Is there a clear, unambiguous definition of "inherently immoral" in an authoritative source – such as the Bible, or maybe something written by one of the great Catholic thinkers like Thomas Aquinas – or is this just begging the question?

The Catholic Church has already had U-turns of a similar magnitude. For the vast majority of its existence, the Church was in favour of capital punishment. Then, in the late 20th century, their stance suddenly flipped and now they're strongly opposed to it.

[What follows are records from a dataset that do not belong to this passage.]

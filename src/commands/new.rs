//! Create a new article or note

use anyhow::Result;
use std::fs;

use crate::Site;

/// Create a new published article or note with front-matter filled in
pub fn create_document(site: &Site, kind: &str, title: &str) -> Result<()> {
    let now = chrono::Local::now();

    let target_dir = match kind {
        "article" => site.source_dir.join("articles/published"),
        "note" => site.source_dir.join("notes/published"),
        _ => anyhow::bail!("Unknown kind: {}. Available: article, note", kind),
    };

    fs::create_dir_all(&target_dir)?;

    let slug = slug::slugify(title);
    let slug = if slug.is_empty() {
        "untitled"
    } else {
        slug.as_str()
    };
    let file_path = target_dir.join(format!("{}.md", slug));
    if file_path.exists() {
        anyhow::bail!("File already exists: {:?}", file_path);
    }

    let content = format!(
        "---\ntitle: {}\ndate: {}\n---\n\n",
        title,
        now.format("%Y-%m-%d %H:%M:%S")
    );
    fs::write(&file_path, content)?;

    println!("Created: {:?}", file_path);

    Ok(())
}

#[cfg(test)]
mod tests {
    use super::*;

    #[test]
    fn test_create_document() {
        let dir = tempfile::tempdir().unwrap();
        let site = Site::new(dir.path()).unwrap();

        create_document(&site, "note", "A quick thought").unwrap();

        let path = site.source_dir.join("notes/published/a-quick-thought.md");
        let content = fs::read_to_string(&path).unwrap();
        assert!(content.starts_with("---\ntitle: A quick thought\ndate: "));

        // Refuses to overwrite
        assert!(create_document(&site, "note", "A quick thought").is_err());
    }

    #[test]
    fn test_create_document_unknown_kind() {
        let dir = tempfile::tempdir().unwrap();
        let site = Site::new(dir.path()).unwrap();
        assert!(create_document(&site, "page", "Nope").is_err());
    }
}
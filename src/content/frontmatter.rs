//! Front-matter parsing

use anyhow::{anyhow, Result};
use chrono::{DateTime, Local, NaiveDateTime};
use serde::{Deserialize, Serialize};
use std::collections::HashMap;

/// Front-matter data from a content document
#[derive(Debug, Clone, Default, Serialize, Deserialize)]
#[serde(default)]
pub struct FrontMatter {
    pub title: Option<String>,
    pub date: Option<String>,

    /// Additional custom fields
    #[serde(flatten)]
    pub extra: HashMap<String, serde_yaml::Value>,
}

impl FrontMatter {
    /// Parse front-matter from a document string.
    /// Returns (front_matter, remaining_content).
    ///
    /// A document without a front-matter block is valid and yields the
    /// defaults; a block that is present but not valid YAML is an error.
    pub fn parse(content: &str) -> Result<(Self, &str)> {
        let content = content.trim_start();

        if !content.starts_with("---") {
            return Ok((FrontMatter::default(), content));
        }

        let rest = content[3..].trim_start_matches(['\n', '\r']);

        let Some(end_pos) = rest.find("\n---") else {
            // No closing fence, treat as no front-matter
            return Ok((FrontMatter::default(), content));
        };

        let yaml_content = &rest[..end_pos];
        let remaining = rest[end_pos + 4..].trim_start_matches(['\n', '\r']);

        if yaml_content.trim().is_empty() {
            return Ok((FrontMatter::default(), remaining));
        }

        let fm = serde_yaml::from_str::<FrontMatter>(yaml_content)
            .map_err(|e| anyhow!("malformed front-matter: {}", e))?;

        Ok((fm, remaining))
    }

    /// Parse the date string into a DateTime
    pub fn parse_date(&self) -> Option<DateTime<Local>> {
        self.date.as_ref().and_then(|s| parse_date_string(s))
    }
}

/// Parse a date string in various formats
fn parse_date_string(s: &str) -> Option<DateTime<Local>> {
    let s = s.trim();

    let formats = [
        "%Y-%m-%d %H:%M:%S",
        "%Y/%m/%d %H:%M:%S",
        "%Y-%m-%d %H:%M",
        "%Y/%m/%d %H:%M",
        "%Y-%m-%d",
        "%Y/%m/%d",
        "%Y-%m-%dT%H:%M:%S",
        "%Y-%m-%dT%H:%M:%S%.f",
    ];

    for fmt in formats {
        if let Ok(dt) = NaiveDateTime::parse_from_str(s, fmt) {
            return Some(DateTime::from_naive_utc_and_offset(
                dt,
                *Local::now().offset(),
            ));
        }
        // Try parsing date only
        if let Ok(d) = chrono::NaiveDate::parse_from_str(s, fmt) {
            let dt = d.and_hms_opt(0, 0, 0)?;
            return Some(DateTime::from_naive_utc_and_offset(
                dt,
                *Local::now().offset(),
            ));
        }
    }

    // Try RFC 3339 / ISO 8601
    if let Ok(dt) = DateTime::parse_from_rfc3339(s) {
        return Some(dt.with_timezone(&Local));
    }

    None
}

#[cfg(test)]
mod tests {
    use super::*;

    #[test]
    fn test_parse_frontmatter() {
        let content = r#"---
title: Hello World
date: 2024-01-15 10:30:00
---

This is the content.
"#;

        let (fm, remaining) = FrontMatter::parse(content).unwrap();
        assert_eq!(fm.title, Some("Hello World".to_string()));
        assert_eq!(fm.date, Some("2024-01-15 10:30:00".to_string()));
        assert!(remaining.starts_with("This is the content."));
    }

    #[test]
    fn test_no_frontmatter() {
        let content = "Just a body, no metadata.\n";
        let (fm, remaining) = FrontMatter::parse(content).unwrap();
        assert_eq!(fm.title, None);
        assert_eq!(fm.date, None);
        assert!(remaining.contains("Just a body"));
    }

    #[test]
    fn test_unclosed_fence() {
        let content = "---\ntitle: Oops\n\nNo closing fence here.";
        let (fm, _) = FrontMatter::parse(content).unwrap();
        assert_eq!(fm.title, None);
    }

    #[test]
    fn test_malformed_yaml_is_fatal() {
        let content = "---\ntitle: [unclosed\n---\n\nBody.";
        assert!(FrontMatter::parse(content).is_err());
    }

    #[test]
    fn test_extra_fields_preserved() {
        let content = "---\ntitle: T\ntags:\n  - one\n---\nBody.";
        let (fm, _) = FrontMatter::parse(content).unwrap();
        assert!(fm.extra.contains_key("tags"));
    }

    #[test]
    fn test_parse_date() {
        let fm = FrontMatter {
            date: Some("2024-01-15 10:30:00".to_string()),
            ..Default::default()
        };
        let dt = fm.parse_date().unwrap();
        assert_eq!(dt.format("%Y-%m-%d").to_string(), "2024-01-15");
    }

    #[test]
    fn test_parse_date_only() {
        let fm = FrontMatter {
            date: Some("2024-03-01".to_string()),
            ..Default::default()
        };
        let dt = fm.parse_date().unwrap();
        assert_eq!(dt.format("%Y-%m-%d %H:%M").to_string(), "2024-03-01 00:00");
    }

    #[test]
    fn test_parse_date_invalid() {
        let fm = FrontMatter {
            date: Some("next tuesday".to_string()),
            ..Default::default()
        };
        assert!(fm.parse_date().is_none());
    }

    #[test]
    fn test_parse_date_missing() {
        let fm = FrontMatter::default();
        assert!(fm.parse_date().is_none());
    }
}
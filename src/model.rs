//! Student data model
//!
//! `Student` is the persisted record as returned to callers. `StudentPayload`
//! is the `{name, age}` body accepted by create and update; it never carries
//! an id because ids are assigned by the store and immutable afterwards.

use serde::{Deserialize, Serialize};

/// Store-assigned student identifier
pub type StudentId = i64;

/// A persisted student record
#[derive(Debug, Clone, PartialEq, Eq, Serialize, Deserialize)]
pub struct Student {
    pub id: StudentId,
    pub name: String,
    pub age: i32,
}

impl Student {
    /// Build a record from an assigned id and the payload it was stored with
    pub fn from_payload(id: StudentId, payload: StudentPayload) -> Self {
        Self {
            id,
            name: payload.name,
            age: payload.age,
        }
    }
}

/// Candidate or replacement values for a student
///
/// Unknown fields (including a client-supplied `id`) are ignored.
#[derive(Debug, Clone, PartialEq, Eq, Serialize, Deserialize)]
pub struct StudentPayload {
    pub name: String,
    pub age: i32,
}

impl StudentPayload {
    pub fn new(name: impl Into<String>, age: i32) -> Self {
        Self {
            name: name.into(),
            age,
        }
    }
}

#[cfg(test)]
mod tests {
    use super::*;
    use proptest::prelude::*;

    #[test]
    fn test_student_field_order() {
        let student = Student {
            id: 100,
            name: "Swagnik".to_string(),
            age: 32,
        };

        let json = serde_json::to_string(&student).unwrap();
        assert_eq!(json, r#"{"id":100,"name":"Swagnik","age":32}"#);
    }

    #[test]
    fn test_payload_ignores_client_id() {
        let payload: StudentPayload =
            serde_json::from_str(r#"{"id":7,"name":"Ana","age":20}"#).unwrap();
        assert_eq!(payload, StudentPayload::new("Ana", 20));
    }

    #[test]
    fn test_payload_rejects_wrong_types() {
        assert!(serde_json::from_str::<StudentPayload>(r#"{"name":"Ana","age":"20"}"#).is_err());
        assert!(serde_json::from_str::<StudentPayload>(r#""""#).is_err());
    }

    proptest! {
        #[test]
        fn prop_student_json_round_trip(id in 0i64.., name in ".*", age in any::<i32>()) {
            let student = Student { id, name, age };
            let json = serde_json::to_vec(&student).unwrap();
            let decoded: Student = serde_json::from_slice(&json).unwrap();
            prop_assert_eq!(decoded, student);
        }
    }
}
//! # HTTP API Errors
//!
//! Every handler failure is one of these variants. The `Display` text is the
//! exact plain-text body sent to the client, so storage details never leak;
//! the underlying cause is logged where the error is classified.

use axum::http::StatusCode;
use axum::response::{IntoResponse, Response};
use thiserror::Error;
use tracing::{error, info};

use crate::model::StudentId;
use crate::store::StoreError;

/// Result type for HTTP handlers
pub type ApiResult<T> = Result<T, ApiError>;

/// HTTP API errors
#[derive(Debug, Clone, PartialEq, Eq, Error)]
pub enum ApiError {
    // ==================
    // Client Errors (4xx)
    // ==================
    /// Id path segment is not a non-negative integer
    #[error("Invalid studentId")]
    InvalidStudentId,

    /// Body is not a `{name, age}` JSON object
    #[error("Invalid request body")]
    InvalidBody,

    /// Wrong method on the create endpoint
    #[error("Not Found")]
    RouteNotFound,

    /// Id does not exist in the store
    #[error("No student found with id {0}")]
    StudentNotFound(StudentId),

    // ==================
    // Server Errors (5xx)
    // ==================
    /// Store failure, carrying only the client-safe message
    #[error("{0}")]
    Internal(&'static str),
}

impl ApiError {
    /// Get HTTP status code for this error
    pub fn status_code(&self) -> StatusCode {
        match self {
            ApiError::InvalidStudentId => StatusCode::BAD_REQUEST,
            ApiError::InvalidBody => StatusCode::BAD_REQUEST,
            ApiError::RouteNotFound => StatusCode::NOT_FOUND,
            ApiError::StudentNotFound(_) => StatusCode::NOT_FOUND,
            ApiError::Internal(_) => StatusCode::INTERNAL_SERVER_ERROR,
        }
    }

    /// Classify a store failure for `operation`, logging the cause.
    pub fn from_store(
        operation: &'static str,
        student_id: Option<StudentId>,
        err: StoreError,
    ) -> Self {
        match err {
            StoreError::NotFound(id) => {
                info!(operation, student_id = id, "student not found");
                ApiError::StudentNotFound(id)
            }
            other => {
                error!(operation, student_id = ?student_id, error = %other, "store operation failed");
                ApiError::Internal(client_message(operation))
            }
        }
    }
}

fn client_message(operation: &str) -> &'static str {
    match operation {
        "list_students" => "Failed to list students",
        "create_student" => "Error creating student",
        "get_student" => "Error getting student",
        "update_student" => "Error updating student",
        "delete_student" => "Error deleting student",
        _ => "Internal error",
    }
}

impl IntoResponse for ApiError {
    fn into_response(self) -> Response {
        (self.status_code(), self.to_string()).into_response()
    }
}

#[cfg(test)]
mod tests {
    use super::*;

    #[test]
    fn test_status_codes() {
        assert_eq!(ApiError::InvalidStudentId.status_code(), StatusCode::BAD_REQUEST);
        assert_eq!(ApiError::InvalidBody.status_code(), StatusCode::BAD_REQUEST);
        assert_eq!(ApiError::RouteNotFound.status_code(), StatusCode::NOT_FOUND);
        assert_eq!(ApiError::StudentNotFound(1).status_code(), StatusCode::NOT_FOUND);
        assert_eq!(
            ApiError::Internal("x").status_code(),
            StatusCode::INTERNAL_SERVER_ERROR
        );
    }

    #[test]
    fn test_store_not_found_maps_to_404() {
        let err = ApiError::from_store("get_student", Some(9), StoreError::NotFound(9));
        assert_eq!(err, ApiError::StudentNotFound(9));
        assert_eq!(err.to_string(), "No student found with id 9");
    }

    #[test]
    fn test_storage_failure_hides_engine_text() {
        let err = ApiError::from_store(
            "update_student",
            Some(4),
            StoreError::storage("update_student", sqlx::Error::PoolTimedOut),
        );
        assert_eq!(err, ApiError::Internal("Error updating student"));
        assert!(!err.to_string().contains("pool"));
    }
}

Their previous stance on capital punishment suggests that they can be flexible about Biblical interpretation if they really feel it is necessary. If they can interpret "do not kill" to mean "actually, you can kill sometimes", then why wouldn't they be able to interpret the much more ambiguous condemnations of homosexuality in the New Testament to mean that homosexuality is not prohibited in general, but only in certain circumstances? (The condemnations of homosexuality in the Old Testament don't matter because the old laws have been "fulfilled" – whatever that means – and Christians are no longer required to follow them and are permitted to eat pork, not get circumcised, wear mixed fabrics, etc.)

Capital punishment is pretty clearly justifiable—it's arguably instituted with Noah in Genesis 9, which is not specific to the people of Israel nor is ecclesiastical, it's instituted by God himself in the law, and it's spoken of approvingly as the sword in the new testament (see Romans 13). I wouldn't think that it's absolutely necessary that it be instituted, but I do think that it's a legitimate ordering of things.

I don't think that the condemnations of homosexuality are terribly ambiguous. Because it's a political issue, people will use every attempt to find ambiguity or alternative interpretations that they can find.